Here come the Robots
Vor ein paar Jahren gab es eine ähnliche, bis heute nicht gänzlich aufgelöste Situation, wenn auch in bedeutend schmerzhafterem Ausmaß. Pro-russische Separatisten wollen die Abspaltung der Krim und Annexion an Russland, ihre pro-westlichen Landsmänner und -frauen stemmen sich, gestützt von EU und USA, militärisch dagegen. Dem Bereich der Kunstschaffenden hat diese angespannte Situation auch zu schaffen gemacht.
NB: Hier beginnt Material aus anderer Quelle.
//! Scrolling perspective checkerboard.
//!
//! The board is built on a small offscreen layer in two halves: slanted bands that fan out
//! toward the viewer (horizontal scroll) and full-width rows whose spacing follows a perspective
//! divide (depth scroll). XOR-ing the rows onto the bands yields the checker pattern. The layer
//! is then stretched onto the frame.

use crate::{
    foundation::{
        core::{Affine, Point, Rect, Rgba8Premul},
        error::DocResult,
        math::wrap_mod,
    },
    render::{composite::CompositeMode, surface::Surface},
};

/// Width of the offscreen floor layer.
pub const FLOOR_WIDTH: u32 = 1280;
/// Height of the offscreen floor layer.
pub const FLOOR_HEIGHT: u32 = 80;
/// Tile colour.
pub const FLOOR_COLOR: Rgba8Premul = Rgba8Premul {
    r: 96,
    g: 96,
    b: 96,
    a: 255,
};

const FOV: f64 = 250.0;
const Y_SPEED: f64 = 315.0;
const X_WRAP: f64 = 32.0;
const Y_WRAP: f64 = 64.0;
const BANDS: std::ops::Range<i32> = -5..50;
const MASK_ROWS: std::ops::Range<i32> = -2..8;

/// Speed oscillators driving the floor scroll.
#[derive(Clone, Copy, Debug, PartialEq)]
pub struct FloorMotion {
    /// Phase of the depth-speed oscillator.
    pub vbl: f64,
    /// Phase of the sideways-speed oscillator.
    pub vbl2: f64,
    /// Signed overall speed factor in `[-1, 1]`.
    pub speed: f64,
    /// Sideways speed.
    pub x_speed: f64,
}

impl Default for FloorMotion {
    fn default() -> Self {
        Self {
            vbl: 0.0,
            vbl2: 0.0,
            speed: 1.0,
            x_speed: 0.0,
        }
    }
}

impl FloorMotion {
    /// Sample both oscillators, then advance their phases.
    pub fn step(&mut self) {
        self.speed = -(self.vbl / 40.0).cos();
        self.vbl += 0.16;
        self.x_speed = 128.0 * (self.vbl2 / 40.0).cos();
        self.vbl2 += 0.8;
    }
}

/// Scroll offsets of the two floor layers.
#[derive(Clone, Copy, Debug, Default, PartialEq)]
pub struct FloorScroll {
    /// Sideways offset in `[0, 32)`.
    pub x_move: f64,
    /// Depth offset in `[0, 64)`.
    pub y_move: f64,
}

impl FloorScroll {
    /// Move both offsets by one tick of `motion`.
    pub fn advance(&mut self, motion: &FloorMotion) {
        self.x_move = wrap_mod(self.x_move + motion.x_speed * motion.speed * 0.005, X_WRAP);
        self.y_move = wrap_mod(self.y_move + Y_SPEED * motion.speed * 0.016, Y_WRAP);
    }
}

/// Slanted band quads for sideways offset `x_move`, corners in drawing order.
pub fn band_quads(x_move: f64) -> impl Iterator<Item = [Point; 4]> {
    let bottom = f64::from(FLOOR_HEIGHT);
    BANDS.map(move |i| {
        let i = f64::from(i);
        [
            Point::new(-8.0 + 32.0 * i + x_move, 0.0),
            Point::new(8.0 + 32.0 * i + x_move, 0.0),
            Point::new(-752.0 + 192.0 * i + 6.0 * x_move, bottom),
            Point::new(-848.0 + 192.0 * i + 6.0 * x_move, bottom),
        ]
    })
}

/// Vertical `[start, end)` spans of the perspective rows for depth offset `y_move`, clipped to
/// the layer height. Empty and fully hidden rows are dropped.
pub fn mask_strips(y_move: f64) -> Vec<(f64, f64)> {
    let height = f64::from(FLOOR_HEIGHT);
    let row_y = |depth: f64| -20.0 + FOV / (FOV + depth - y_move) * 50.0;

    MASK_ROWS
        .filter_map(|i| {
            let near = 64.0 * f64::from(i);
            let (a, b) = (row_y(near), row_y(near + 32.0));
            let (y1, y2) = if a > b { (b, a) } else { (a, b) };
            (y2 > y1 && y1 < height && y2 > 0.0).then(|| (y1.max(0.0), y2.min(height)))
        })
        .collect()
}

/// Transform placing the floor layer on the frame.
pub fn floor_placement() -> Affine {
    Affine::translate((0.0, 260.0)) * Affine::scale_non_uniform(0.6, 2.6)
}

/// Offscreen layers for the checkerboard.
#[derive(Debug)]
pub struct PerspectiveFloor {
    bands: Surface,
    mask: Surface,
}

impl PerspectiveFloor {
    /// Allocate both layers.
    pub fn new() -> DocResult<Self> {
        Ok(Self {
            bands: Surface::new(FLOOR_WIDTH, FLOOR_HEIGHT)?,
            mask: Surface::new(FLOOR_WIDTH, FLOOR_HEIGHT)?,
        })
    }

    /// Rebuild the checkerboard layer for `scroll`.
    pub fn render(&mut self, scroll: &FloorScroll) -> DocResult<&Surface> {
        draw_bands(&mut self.bands, scroll.x_move)?;

        self.mask.clear();
        for (start, end) in mask_strips(scroll.y_move) {
            self.mask.fill_rect(
                Rect::new(0.0, start, f64::from(FLOOR_WIDTH), end),
                FLOOR_COLOR,
                CompositeMode::SourceOver,
            );
        }

        let full = Rect::new(
            0.0,
            0.0,
            f64::from(self.mask.width()),
            f64::from(self.mask.height()),
        );
        self.bands
            .blit(&self.mask, full, Point::ORIGIN, CompositeMode::Xor);
        Ok(&self.bands)
    }

    /// Render for `scroll` and paint the stretched layer onto `dst`.
    #[tracing::instrument(level = "trace", skip_all)]
    pub fn draw(&mut self, scroll: &FloorScroll, dst: &mut Surface) -> DocResult<()> {
        let layer = self.render(scroll)?.to_image()?;
        dst.paint(CompositeMode::SourceOver, |p| {
            p.draw_image(&layer, floor_placement());
            Ok(())
        })
    }
}

fn draw_bands(layer: &mut Surface, x_move: f64) -> DocResult<()> {
    layer.clear();
    layer.paint(CompositeMode::SourceOver, |p| {
        for quad in band_quads(x_move) {
            p.fill_polygon(&quad, FLOOR_COLOR);
        }
        Ok(())
    })
}

#[cfg(test)]
#[path = "../../tests/unit/effects/floor.rs"]
mod tests;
So hatte sich der Schreiberling beim 2015er „Stoned from the Underground“-Festival bei Erfurt riesig auf „Stoned Jesus“ als einen der spannendsten Stoner-Rock-Exporte Osteuropas gefreut, bis diese höchst kurzfristig aufgrund Visumsverweigerung absagen mussten. Am Mittwoch hat glücklicherweise das Werk 2 zum Nachholen der kleinen Festival-Enttäuschung geladen, ein Wochentag, mit Frühschicht, wenig Schlaf und noch weniger Elan. Glücklicherweise bringen die gerade auf der Durchreise befindlichen französischen Instrumental-Rocker von „Lost in Kiev“ das Stimmungsbarometer schnell auf Betriebstemperatur, bevor die Headliner die Halle dann in einen siedenden Hexenkessel aus langsamen Stoner-Brechern und räudig-schnellem Schweinerock verwandeln. Vielleicht nicht das denkwürdigste Konzert des bisherigen Jahres, aber eine der positivsten und Schweiß-treibendsten Überraschungen. Дякую вам дуже, Stoned Jesus.
Sláinte
Jetzt lässt sich auf einem Bein aber bekanntlich schlecht stehen, also auf zu Musik zum Zweiten, verbunden mit Geburtstag, verbunden mit Pub. Die heilige Dreifaltigkeit. Der Autor macht in der Regel kein Geheimnis daraus, dass er Halle (Saale) nicht viel Positives abringen kann, trotz oder gerade wegen neun quälend langen Studienjahren. Nach Peißnitz, Steintor, Oper, Landesmuseum und Programm-Kinos findet sich aber eben kaum noch Nennenswertes auf der Haben-Seite der Pro-Contra-Liste. Zum Glück gibt es noch den „Irish Fiddler“. Kein Leipziger Lokal wird jemals mit diesem Hort rustikaler Gemütlichkeit und familiärer Heiterkeit konkurrieren können, der in den ganzen Jahren nichts von seinem freundlich-launigen Charme eingebüßt hat. Neben traditionellem Irish Folk der „Greenhorns“ und dem üblichen Tanzen auf den Tischen wird schnell wieder bewusst, dass der Fiddler das Epizentrum der nettesten Menschen Halles ist, ein Ort ausgelassener Schwester- und Brüderlichkeit und grundsätzlich guter Laune. Schön, dass man wieder einmal Teil dieser einzigartigen Atmosphäre sein und für ein paar Stunden all die Weinsteins, Rajoys, Merkels und den Zusammenbruch unseres ökologischen Gefüges vergessen konnte.